State how many lines of the records below contain the word "YAML", giving the number and nothing else.

(Stored records)
========
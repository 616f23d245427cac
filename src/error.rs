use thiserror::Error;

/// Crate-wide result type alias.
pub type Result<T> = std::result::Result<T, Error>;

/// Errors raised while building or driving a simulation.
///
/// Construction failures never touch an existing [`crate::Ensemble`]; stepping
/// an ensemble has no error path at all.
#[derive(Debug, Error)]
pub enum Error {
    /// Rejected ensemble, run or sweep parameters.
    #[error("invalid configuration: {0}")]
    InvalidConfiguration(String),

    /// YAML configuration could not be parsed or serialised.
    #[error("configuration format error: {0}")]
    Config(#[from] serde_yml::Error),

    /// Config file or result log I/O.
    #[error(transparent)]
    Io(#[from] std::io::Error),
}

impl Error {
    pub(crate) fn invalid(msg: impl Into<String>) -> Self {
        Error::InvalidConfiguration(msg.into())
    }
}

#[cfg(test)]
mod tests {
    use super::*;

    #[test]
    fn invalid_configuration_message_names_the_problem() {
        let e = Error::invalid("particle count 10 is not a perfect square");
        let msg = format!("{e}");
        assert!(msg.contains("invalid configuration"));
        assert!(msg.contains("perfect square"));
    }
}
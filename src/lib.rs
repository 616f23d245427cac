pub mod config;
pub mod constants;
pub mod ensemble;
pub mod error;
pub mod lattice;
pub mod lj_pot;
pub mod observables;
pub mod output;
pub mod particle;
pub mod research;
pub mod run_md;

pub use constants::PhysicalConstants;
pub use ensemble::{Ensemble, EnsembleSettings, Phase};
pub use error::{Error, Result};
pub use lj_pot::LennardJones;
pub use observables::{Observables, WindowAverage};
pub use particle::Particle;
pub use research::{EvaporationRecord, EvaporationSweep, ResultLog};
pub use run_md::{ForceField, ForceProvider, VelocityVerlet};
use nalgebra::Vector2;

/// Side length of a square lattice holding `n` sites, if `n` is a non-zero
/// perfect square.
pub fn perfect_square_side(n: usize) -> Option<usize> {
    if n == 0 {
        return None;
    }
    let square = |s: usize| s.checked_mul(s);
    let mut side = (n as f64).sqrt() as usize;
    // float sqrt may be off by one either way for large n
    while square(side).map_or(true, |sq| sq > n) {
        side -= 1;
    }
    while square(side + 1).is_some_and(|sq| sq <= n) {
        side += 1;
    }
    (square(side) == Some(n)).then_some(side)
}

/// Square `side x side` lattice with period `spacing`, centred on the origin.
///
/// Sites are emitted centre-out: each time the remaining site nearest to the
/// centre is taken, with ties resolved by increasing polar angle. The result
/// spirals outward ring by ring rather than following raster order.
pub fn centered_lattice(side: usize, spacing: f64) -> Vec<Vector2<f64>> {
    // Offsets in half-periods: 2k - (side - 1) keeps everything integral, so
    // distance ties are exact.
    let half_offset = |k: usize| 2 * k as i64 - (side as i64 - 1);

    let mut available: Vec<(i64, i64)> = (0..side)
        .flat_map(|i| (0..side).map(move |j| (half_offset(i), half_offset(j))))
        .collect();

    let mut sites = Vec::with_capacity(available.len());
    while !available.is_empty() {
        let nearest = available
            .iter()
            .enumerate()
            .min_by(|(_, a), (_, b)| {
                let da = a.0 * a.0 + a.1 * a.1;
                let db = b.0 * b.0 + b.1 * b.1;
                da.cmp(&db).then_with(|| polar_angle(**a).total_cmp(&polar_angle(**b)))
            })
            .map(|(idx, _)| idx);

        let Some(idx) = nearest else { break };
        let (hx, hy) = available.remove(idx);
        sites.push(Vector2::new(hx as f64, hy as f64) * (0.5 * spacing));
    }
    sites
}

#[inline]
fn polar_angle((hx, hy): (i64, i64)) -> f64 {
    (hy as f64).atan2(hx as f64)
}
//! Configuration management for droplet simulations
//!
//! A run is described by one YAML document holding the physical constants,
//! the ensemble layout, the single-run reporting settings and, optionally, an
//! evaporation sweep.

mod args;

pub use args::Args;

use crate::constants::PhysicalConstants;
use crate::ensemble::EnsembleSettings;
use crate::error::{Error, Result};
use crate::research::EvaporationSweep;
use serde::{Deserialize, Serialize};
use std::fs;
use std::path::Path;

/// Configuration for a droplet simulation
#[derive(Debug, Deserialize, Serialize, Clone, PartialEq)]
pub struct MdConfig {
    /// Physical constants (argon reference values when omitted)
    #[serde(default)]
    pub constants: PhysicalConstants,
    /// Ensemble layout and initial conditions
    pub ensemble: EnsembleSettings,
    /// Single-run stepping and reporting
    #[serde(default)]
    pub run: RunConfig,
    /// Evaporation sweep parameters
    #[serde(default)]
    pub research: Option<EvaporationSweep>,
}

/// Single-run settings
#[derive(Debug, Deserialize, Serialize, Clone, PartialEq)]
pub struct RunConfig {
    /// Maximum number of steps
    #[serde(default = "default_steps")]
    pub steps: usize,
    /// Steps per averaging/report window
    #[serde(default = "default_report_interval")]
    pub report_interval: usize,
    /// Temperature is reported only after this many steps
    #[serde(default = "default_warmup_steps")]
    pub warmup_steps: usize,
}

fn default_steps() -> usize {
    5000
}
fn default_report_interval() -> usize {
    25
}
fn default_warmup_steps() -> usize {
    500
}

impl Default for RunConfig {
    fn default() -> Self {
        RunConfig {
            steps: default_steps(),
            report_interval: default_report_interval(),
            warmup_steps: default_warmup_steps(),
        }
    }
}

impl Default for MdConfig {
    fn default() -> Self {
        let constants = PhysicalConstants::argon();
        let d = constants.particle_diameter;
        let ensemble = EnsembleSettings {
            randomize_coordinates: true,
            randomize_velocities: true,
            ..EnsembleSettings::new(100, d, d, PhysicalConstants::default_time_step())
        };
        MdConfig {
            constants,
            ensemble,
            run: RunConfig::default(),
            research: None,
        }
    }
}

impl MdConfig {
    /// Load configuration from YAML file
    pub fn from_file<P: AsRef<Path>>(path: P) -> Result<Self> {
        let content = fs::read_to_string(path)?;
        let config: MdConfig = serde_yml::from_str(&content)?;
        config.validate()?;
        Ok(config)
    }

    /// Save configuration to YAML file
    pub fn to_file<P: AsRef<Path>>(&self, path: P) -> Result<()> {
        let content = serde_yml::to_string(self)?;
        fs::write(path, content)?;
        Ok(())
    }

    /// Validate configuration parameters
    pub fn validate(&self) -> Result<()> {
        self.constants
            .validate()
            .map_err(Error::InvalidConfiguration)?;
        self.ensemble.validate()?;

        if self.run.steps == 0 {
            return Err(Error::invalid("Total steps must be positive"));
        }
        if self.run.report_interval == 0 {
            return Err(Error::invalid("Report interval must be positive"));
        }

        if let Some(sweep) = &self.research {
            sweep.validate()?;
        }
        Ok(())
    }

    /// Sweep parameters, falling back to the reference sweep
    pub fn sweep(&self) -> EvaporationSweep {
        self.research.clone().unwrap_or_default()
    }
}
========
[EXERCISE RESULT] 4